Scan the records below. List lines holding "Uuid".

_____

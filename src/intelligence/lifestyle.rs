// ABOUTME: Lifestyle category scorer over a trailing 14-day entry window
// ABOUTME: Sleep quality, sleep duration, inverse stress, and completeness bonuses
//
// SPDX-License-Identifier: MIT OR Apache-2.0
// Copyright (c) 2026 FemTracker

//! Lifestyle Scorer
//!
//! Empty input returns the 60 baseline; recorded input starts lower at 40
//! and earns it back through sleep quality (0-35), sleep duration in the
//! 7-9 hour band (0-25), low stress (0-25, inverse), and entry-count
//! completeness (0-15). Each component only averages the entries that
//! actually carry its field.

use crate::config::scoring::LifestyleScoringConfig;
use crate::models::LifestyleEntry;

/// Scorer for the lifestyle category
pub struct LifestyleScorer;

impl LifestyleScorer {
    /// Score lifestyle entries, most-recent-first, already windowed
    #[must_use]
    pub fn score(entries: &[LifestyleEntry], config: &LifestyleScoringConfig) -> u8 {
        if entries.is_empty() {
            return config.baseline;
        }

        let recent = &entries[..entries.len().min(config.max_records)];
        let mut score = i32::from(config.base);

        let qualities: Vec<f64> = recent
            .iter()
            .filter_map(|e| e.sleep_quality.map(f64::from))
            .collect();
        if !qualities.is_empty() {
            let avg_quality = qualities.iter().sum::<f64>() / qualities.len() as f64;
            score += (avg_quality * config.sleep_quality_weight).round() as i32;
        }

        let hours: Vec<f64> = recent.iter().filter_map(|e| e.sleep_hours).collect();
        if !hours.is_empty() {
            let avg_hours = hours.iter().sum::<f64>() / hours.len() as f64;
            let (optimal_min, optimal_max) = config.sleep_hours_optimal;
            let (acceptable_min, acceptable_max) = config.sleep_hours_acceptable;
            if (optimal_min..=optimal_max).contains(&avg_hours) {
                score += i32::from(config.sleep_duration_bonus[0]);
            } else if (acceptable_min..=acceptable_max).contains(&avg_hours) {
                score += i32::from(config.sleep_duration_bonus[1]);
            } else if avg_hours >= config.sleep_hours_min {
                score += i32::from(config.sleep_duration_bonus[2]);
            }
        }

        let stresses: Vec<f64> = recent
            .iter()
            .filter_map(|e| e.stress_level.map(f64::from))
            .collect();
        if !stresses.is_empty() {
            let avg_stress = stresses.iter().sum::<f64>() / stresses.len() as f64;
            score += ((10.0 - avg_stress) * config.stress_weight).round() as i32;
        }

        if recent.len() >= config.completeness_entries[0] {
            score += i32::from(config.completeness_bonus[0]);
        } else if recent.len() >= config.completeness_entries[1] {
            score += i32::from(config.completeness_bonus[1]);
        } else if recent.len() >= config.completeness_entries[2] {
            score += i32::from(config.completeness_bonus[2]);
        }

        score.clamp(0, 100) as u8
    }
}

#[cfg(test)]
mod tests {
    use super::*;
    use chrono::NaiveDate;

    fn entry(
        day: u32,
        sleep_hours: Option<f64>,
        sleep_quality: Option<u8>,
        stress_level: Option<u8>,
    ) -> LifestyleEntry {
        LifestyleEntry {
            date: NaiveDate::from_ymd_opt(2026, 8, day).unwrap(),
            sleep_hours,
            sleep_quality,
            stress_level,
        }
    }

    #[test]
    fn test_no_entries_scores_baseline() {
        let config = LifestyleScoringConfig::default();
        assert_eq!(LifestyleScorer::score(&[], &config), 60);
    }

    #[test]
    fn test_single_complete_entry() {
        // 40 + quality 5 -> round(17.5)=18, hours 6 in acceptable band +15,
        // stress 5 -> round(12.5)=13, no completeness bonus
        let entries = vec![entry(25, Some(6.0), Some(5), Some(5))];
        let config = LifestyleScoringConfig::default();
        assert_eq!(LifestyleScorer::score(&entries, &config), 86);
    }

    #[test]
    fn test_quality_only_entries() {
        // avg quality 4 -> round(14); 3 entries -> completeness +5
        let entries = vec![
            entry(25, None, Some(4), None),
            entry(24, None, Some(4), None),
            entry(23, None, Some(4), None),
        ];
        let config = LifestyleScoringConfig::default();
        assert_eq!(LifestyleScorer::score(&entries, &config), 59);
    }

    #[test]
    fn test_full_healthy_fortnight_clamps() {
        // quality 8 (+28), hours 8 (+25), stress 2 (+20), 14 entries (+15)
        let entries: Vec<LifestyleEntry> = (12..26)
            .map(|d| entry(d, Some(8.0), Some(8), Some(2)))
            .collect();
        let config = LifestyleScoringConfig::default();
        assert_eq!(LifestyleScorer::score(&entries, &config), 100);
    }

    #[test]
    fn test_short_sleep_misses_duration_bonus() {
        // avg 4.5 hours: below the minimum tier entirely
        let entries = vec![
            entry(25, Some(4.5), None, None),
            entry(24, Some(4.5), None, None),
        ];
        let config = LifestyleScoringConfig::default();
        // 40 + 0 + completeness(2) -> 45
        assert_eq!(LifestyleScorer::score(&entries, &config), 45);
    }
}
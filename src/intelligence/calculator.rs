// ABOUTME: Composite aggregator running all six category scorers
// ABOUTME: Pure computation of a HealthOverview from a record bundle
//
// SPDX-License-Identifier: MIT OR Apache-2.0
// Copyright (c) 2026 FemTracker

//! Composite Aggregator
//!
//! Runs the six category scorers on one [`HealthRecordBundle`] and
//! assembles the [`HealthOverview`] snapshot with
//! `overall = round(mean(six category values))`. Pure and deterministic:
//! no I/O and no clock access — the caller supplies the reference date,
//! so identical inputs and date always produce identical output.

use crate::config::ScoringConfig;
use crate::intelligence::{
    CycleScorer, ExerciseScorer, FertilityScorer, LifestyleScorer, NutritionScorer, SymptomsScorer,
};
use crate::models::{HealthOverview, HealthRecordBundle};
use chrono::NaiveDate;

/// Pure composite health score calculator
pub struct HealthScoreCalculator;

impl HealthScoreCalculator {
    /// Compute a full overview snapshot from domain records
    #[must_use]
    pub fn calculate(
        bundle: &HealthRecordBundle,
        config: &ScoringConfig,
        today: NaiveDate,
    ) -> HealthOverview {
        let exercise = ExerciseScorer::score(&bundle.exercises, &config.exercise);
        let nutrition =
            NutritionScorer::score(&bundle.meals, &bundle.water_intake, &config.nutrition);
        let symptoms = SymptomsScorer::score(&bundle.symptoms, &bundle.moods, &config.symptoms);
        let lifestyle = LifestyleScorer::score(&bundle.lifestyle, &config.lifestyle);
        let fertility = FertilityScorer::score(&bundle.fertility, &config.fertility);
        let cycle = CycleScorer::score(&bundle.cycles, &config.cycle);

        HealthOverview::from_categories(
            cycle, nutrition, exercise, fertility, lifestyle, symptoms, today,
        )
    }
}
// ABOUTME: SQLite OverviewStore backend using sqlx with runtime queries
// ABOUTME: Mirrors the production health_overview table layout, one row per user
//
// SPDX-License-Identifier: MIT OR Apache-2.0
// Copyright (c) 2026 FemTracker

use crate::errors::{AppError, AppResult};
use crate::models::HealthOverview;
use crate::store::OverviewStore;
use async_trait::async_trait;
use chrono::NaiveDate;
use sqlx::sqlite::{SqliteConnectOptions, SqlitePoolOptions, SqliteRow};
use sqlx::{Row, SqlitePool};
use std::str::FromStr;
use uuid::Uuid;

/// SQLite-backed [`OverviewStore`]
#[derive(Debug, Clone)]
pub struct SqliteOverviewStore {
    pool: SqlitePool,
}

impl SqliteOverviewStore {
    /// Connect to the database at `database_url`, creating the file if needed
    ///
    /// # Errors
    /// Returns a database error if the URL is malformed or the connection
    /// cannot be established.
    pub async fn new(database_url: &str) -> AppResult<Self> {
        let options = SqliteConnectOptions::from_str(database_url)
            .map_err(|e| AppError::database(format!("invalid sqlite url: {e}")))?
            .create_if_missing(true);

        let pool = SqlitePoolOptions::new()
            .max_connections(5)
            .connect_with(options)
            .await?;

        Ok(Self { pool })
    }

    /// Create the `health_overview` schema if it does not exist
    ///
    /// # Errors
    /// Returns a database error if the DDL fails.
    pub async fn migrate(&self) -> AppResult<()> {
        sqlx::query(
            r"
            CREATE TABLE IF NOT EXISTS health_overview (
                user_id TEXT PRIMARY KEY,
                overall_score INTEGER NOT NULL,
                cycle_health INTEGER NOT NULL,
                nutrition_score INTEGER NOT NULL,
                exercise_score INTEGER NOT NULL,
                fertility_score INTEGER NOT NULL,
                lifestyle_score INTEGER NOT NULL,
                symptoms_score INTEGER NOT NULL,
                last_updated TEXT NOT NULL
            )
            ",
        )
        .execute(&self.pool)
        .await?;

        Ok(())
    }
}

fn score_column(row: &SqliteRow, column: &str) -> AppResult<u8> {
    let value: i64 = row.try_get(column)?;
    u8::try_from(value)
        .map_err(|_| AppError::storage(format!("column {column} holds out-of-range value {value}")))
}

#[async_trait]
impl OverviewStore for SqliteOverviewStore {
    async fn get_overview(&self, user_id: Uuid) -> AppResult<Option<HealthOverview>> {
        let row = sqlx::query(
            r"
            SELECT overall_score, cycle_health, nutrition_score, exercise_score,
                   fertility_score, lifestyle_score, symptoms_score, last_updated
            FROM health_overview
            WHERE user_id = ?1
            ",
        )
        .bind(user_id.to_string())
        .fetch_optional(&self.pool)
        .await?;

        let Some(row) = row else {
            return Ok(None);
        };

        let last_updated: String = row.try_get("last_updated")?;
        let last_computed = NaiveDate::parse_from_str(&last_updated, "%Y-%m-%d").map_err(|e| {
            AppError::storage(format!("invalid last_updated '{last_updated}': {e}"))
        })?;

        Ok(Some(HealthOverview {
            overall: score_column(&row, "overall_score")?,
            cycle: score_column(&row, "cycle_health")?,
            nutrition: score_column(&row, "nutrition_score")?,
            exercise: score_column(&row, "exercise_score")?,
            fertility: score_column(&row, "fertility_score")?,
            lifestyle: score_column(&row, "lifestyle_score")?,
            symptoms: score_column(&row, "symptoms_score")?,
            last_computed,
        }))
    }

    async fn upsert_overview(&self, user_id: Uuid, overview: &HealthOverview) -> AppResult<()> {
        sqlx::query(
            r"
            INSERT INTO health_overview (
                user_id, overall_score, cycle_health, nutrition_score, exercise_score,
                fertility_score, lifestyle_score, symptoms_score, last_updated
            ) VALUES (?1, ?2, ?3, ?4, ?5, ?6, ?7, ?8, ?9)
            ON CONFLICT(user_id) DO UPDATE SET
                overall_score = excluded.overall_score,
                cycle_health = excluded.cycle_health,
                nutrition_score = excluded.nutrition_score,
                exercise_score = excluded.exercise_score,
                fertility_score = excluded.fertility_score,
                lifestyle_score = excluded.lifestyle_score,
                symptoms_score = excluded.symptoms_score,
                last_updated = excluded.last_updated
            ",
        )
        .bind(user_id.to_string())
        .bind(i64::from(overview.overall))
        .bind(i64::from(overview.cycle))
        .bind(i64::from(overview.nutrition))
        .bind(i64::from(overview.exercise))
        .bind(i64::from(overview.fertility))
        .bind(i64::from(overview.lifestyle))
        .bind(i64::from(overview.symptoms))
        .bind(overview.last_computed.format("%Y-%m-%d").to_string())
        .execute(&self.pool)
        .await?;

        Ok(())
    }

    async fn delete_overview(&self, user_id: Uuid) -> AppResult<()> {
        sqlx::query("DELETE FROM health_overview WHERE user_id = ?1")
            .bind(user_id.to_string())
            .execute(&self.pool)
            .await?;

        Ok(())
    }
}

_____

RESULT:
use uuid::Uuid;
    async fn get_overview(&self, user_id: Uuid) -> AppResult<Option<HealthOverview>> {
    async fn upsert_overview(&self, user_id: Uuid, overview: &HealthOverview) -> AppResult<()> {
    async fn delete_overview(&self, user_id: Uuid) -> AppResult<()> {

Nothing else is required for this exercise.